Maybe tomorrow Micheal will ask me to teach poetry workshop again. that would be cool. I would really like it.
I found out that my collage work was accepted for the show in November at Blank Page about ten minutes ago.
I feel a little better emotionally today. I don't feel any worse.
I did say that I was sorry in class for only bringing begals because I had forgotten and wasn't doing that well the last few days. No one batted an eye.
Brandy just called, she was the one and only person who was in the least bit upset about my apartment being invaded on Friday and wants to change the locks for me but the maintaince man came and fixed it this morning. She also told me I should probably pack it in. I told her I had felt the same about her and Kevin and she used the time argument for their relationship, but what does time have to do with it really? If you feel strongly about someone time probably has nothing to do with it.

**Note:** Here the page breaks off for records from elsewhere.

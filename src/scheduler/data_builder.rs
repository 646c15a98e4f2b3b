use crate::types::{
    Class, ClassId, ClassKind, Config, Dataset, Group, GroupId, Room, RoomId, RoomKind, Teacher,
    TeacherId, Year,
};
use std::collections::HashMap;

/// Builds the rooms for one run: `num_classrooms` lecture rooms first,
/// then `num_labs` labs named from `lab_names` where provided.
fn build_rooms(num_classrooms: i64, num_labs: i64, lab_names: Option<&[String]>) -> Vec<Room> {
    let mut rooms = Vec::new();
    let classroom_count = num_classrooms.max(0) as usize;
    let lab_count = num_labs.max(0) as usize;

    for i in 0..classroom_count {
        rooms.push(Room::new(RoomId(rooms.len()), format!("CR-{}", i + 1), RoomKind::Lecture));
    }
    for i in 0..lab_count {
        let name = lab_names
            .and_then(|names| names.get(i))
            .cloned()
            .unwrap_or_else(|| format!("Lab-{}", i + 1));
        rooms.push(Room::new(RoomId(rooms.len()), name, RoomKind::Lab));
    }
    rooms
}

struct TeacherPool {
    teachers: Vec<Teacher>,
    index: HashMap<TeacherId, usize>,
}

impl TeacherPool {
    fn new() -> Self {
        Self {
            teachers: Vec::new(),
            index: HashMap::new(),
        }
    }

    fn ensure(&mut self, name: &str) -> TeacherId {
        let id = TeacherId(name.to_string());
        if !self.index.contains_key(&id) {
            let idx = self.teachers.len();
            self.teachers.push(Teacher::new(name, idx));
            self.index.insert(id.clone(), idx);
        }
        id
    }
}

/// Expands `config`'s declarative subject list for `year` into a concrete
/// `Dataset`: rooms, groups, teachers, and one `Class` per group per
/// weekly session. Malformed numeric fields (negative or unparsable, here
/// represented simply as values `<= 0`) coerce to zero and are skipped —
/// this function never fails.
pub fn build_dataset(config: &Config, year: Year) -> Dataset {
    let rooms = build_rooms(
        config.num_classrooms,
        config.num_labs,
        config.lab_names.as_deref(),
    );

    let batch_count = config.batch_count(year);
    let mut groups = Vec::with_capacity(batch_count);
    for b in 0..batch_count {
        groups.push(Group::new(GroupId(b), format!("{}-B{}", year.key(), b + 1)));
    }

    let lecture_rooms: Vec<RoomId> = rooms
        .iter()
        .filter(|r| r.kind == RoomKind::Lecture)
        .map(|r| r.id)
        .collect();
    let lab_rooms: Vec<RoomId> = rooms
        .iter()
        .filter(|r| r.kind == RoomKind::Lab)
        .map(|r| r.id)
        .collect();
    let lab_room_by_name: HashMap<&str, RoomId> = rooms
        .iter()
        .filter(|r| r.kind == RoomKind::Lab)
        .map(|r| (r.name.as_str(), r.id))
        .collect();

    let mut teachers = TeacherPool::new();
    let mut classes = Vec::new();
    let mut lab_subject_index = 0usize;

    let year_config = config.year(year);
    for subject in &year_config.subjects {
        let lec_sessions = subject.hours.max(0) as usize;
        if lec_sessions > 0 {
            let teacher = teachers.ensure(&format!("Teacher-{}", subject.name));
            for group in &groups {
                for _ in 0..lec_sessions {
                    let id = ClassId(classes.len());
                    let mut class = Class::new(
                        id,
                        subject.name.clone(),
                        teacher.clone(),
                        ClassKind::Lecture,
                        1,
                        vec![group.id],
                    );
                    class.allowed_rooms = lecture_rooms.clone();
                    classes.push(class);
                }
            }
        }

        let lab_sessions = subject.labs.max(0) as usize;
        if lab_sessions > 0 {
            let lab_label = subject.lab_name.clone().unwrap_or_else(|| subject.name.clone());
            let lab_duration = subject.lab_hours.max(1) as usize;
            let teacher = teachers.ensure(&format!("Lab-{}", lab_label));

            // Preferred room, matched in order: the room actually named
            // `lab_name`, then the room at this subject's position in
            // `lab_names`, then the lab room at that same position in the
            // pool, then simply the first lab room.
            let preferred_room = subject
                .lab_name
                .as_deref()
                .and_then(|name| lab_room_by_name.get(name).copied())
                .or_else(|| {
                    config
                        .lab_names
                        .as_ref()
                        .and_then(|names| names.get(lab_subject_index))
                        .and_then(|name| lab_room_by_name.get(name.as_str()).copied())
                })
                .or_else(|| lab_rooms.get(lab_subject_index).copied())
                .or_else(|| lab_rooms.first().copied());
            lab_subject_index += 1;

            for group in &groups {
                for _ in 0..lab_sessions {
                    let id = ClassId(classes.len());
                    let mut class = Class::new(
                        id,
                        lab_label.clone(),
                        teacher.clone(),
                        ClassKind::Lab,
                        lab_duration,
                        vec![group.id],
                    );
                    class.allowed_rooms = lab_rooms.clone();
                    class.preferred_room = preferred_room;
                    classes.push(class);
                }
            }
        }
    }

    Dataset {
        rooms,
        groups,
        teachers: teachers.teachers,
        classes,
    }
}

Maybe James is right. Maybe I am only good to date for three months.
I can't let myself believe that though. I'm just so fucking insecure, and now I don't trust him as much as I once did. Which hurts a lot because for a while I trusted him more than I had trusted anyone for so long. I guess we're even now since he doesn't think I'm as strong as he once did so I guess we're even.

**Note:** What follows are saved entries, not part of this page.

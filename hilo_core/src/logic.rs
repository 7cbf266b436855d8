mod bitwise;
mod extended;
mod mul;
#[cfg(feature = "rand_support")]
mod rand;
mod sum;

pub use bitwise::{
    bfind, bit_extract, bit_insert, brev, count_leading_zeros, is_power_of_two,
    mod_power_of_two, popc, power_of_two, BitOps, UBitOps,
};
pub use extended::{add_hi_lo, multiply_hi_lo, ExtendedArith};
//! Width generic bit primitives and double word integer arithmetic over
//! `u8`, `u16`, `u32`, `u64`, `i8`, `i16`, `i32`, and `i64`.
//!
//! ```
//! use hilo::prelude::*;
//!
//! // the full product of two words, without a wider native type
//! let (hi, lo) = multiply_hi_lo(0xdead_beefu32, 0x1234_5678);
//! assert_eq!(
//!     ((hi as u64) << 32) | (lo as u64),
//!     0xdead_beefu64 * 0x1234_5678
//! );
//! // carry a word into the pair
//! assert_eq!(add_hi_lo(hi, u32::MAX, 1), (hi + 1, 0));
//!
//! assert_eq!(brev(0b1u8), 0b1000_0000);
//! assert_eq!(bfind(0x0100u16, false), 8);
//! assert_eq!(popc(-1i64), 64);
//! assert_eq!(bit_extract(0b1010u8, 3), 0b1000);
//! assert_eq!(0b1010u8.checked_bit_insert(1, 8), Err(ArgError::InvalidBitPosition));
//! ```

#![cfg_attr(not(feature = "std"), no_std)]

pub use hilo_core::*;

pub mod prelude {
    pub use hilo_core::prelude::*;
}
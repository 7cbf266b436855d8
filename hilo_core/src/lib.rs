//! Width generic bit primitives and double word integer arithmetic
//!
//! This is the core library of the `hilo` system of crates. It is strictly
//! `no-std` and `no-alloc`. Everything here is a pure function over the
//! primitive integers `u8`, `u16`, `u32`, `u64`, `i8`, `i16`, `i32`, and
//! `i64`. Width and signedness are selected by the type of the arguments, so
//! the same algorithm is monomorphized for every width without branching on
//! it at runtime.
//!
//! Functions with preconditions (bit positions in range, power of two moduli)
//! only `debug_assert!` them. Each has a `checked_*` counterpart returning a
//! `Result<_, ArgError>` for validating untrusted input.

#![cfg_attr(feature = "const_support", feature(const_mut_refs))]
#![no_std]

pub use hilo_internals::{ArgError, Int, SignedToUnsigned, Width, BFIND_NOT_FOUND};

pub(crate) mod data;
pub use data::HiLo;

mod logic;
pub use logic::{
    add_hi_lo, bfind, bit_extract, bit_insert, brev, count_leading_zeros, is_power_of_two,
    mod_power_of_two, multiply_hi_lo, popc, power_of_two, BitOps, ExtendedArith, UBitOps,
};

pub mod prelude {
    pub use crate::{
        add_hi_lo, bfind, bit_extract, bit_insert, brev, count_leading_zeros, is_power_of_two,
        mod_power_of_two, multiply_hi_lo, popc, power_of_two, ArgError, BitOps, ExtendedArith,
        HiLo, Int, UBitOps,
    };
}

We just made a deal to not email serious things after midnight or make unexpected phone calls. I'm glad that I made a suggestion of something I needed and he did too. At least we're explaining what we both need a little clearer. It's been almost two weeks since we've spoken on the phone anyway.
He's being fairly passive again. I've asked him to explain some thing to me and I get no response. I ask him to help me understand where he's at, and he never replies.
I have wondered a lot lately if I wouldn't have been invested in this if we had never daydreamed together about having a future together. I've never done that with anyone including my ex-husband (one day we just got married). I shouldn't have put any stock in those long talks.
They were just like all the times Ian told me he loved me when he was drunk and the next day would say he never said that or that he may have said it but he didn't mean it.
I never do that though. I only say what I really truly mean. I know how bad it hurts when someone doesn't. When someones says something and later takes it back. It hurts so bad.
I know that we need for some things to lighten up a little bit, but I also need to know if I should be moving on to whoever else is out there.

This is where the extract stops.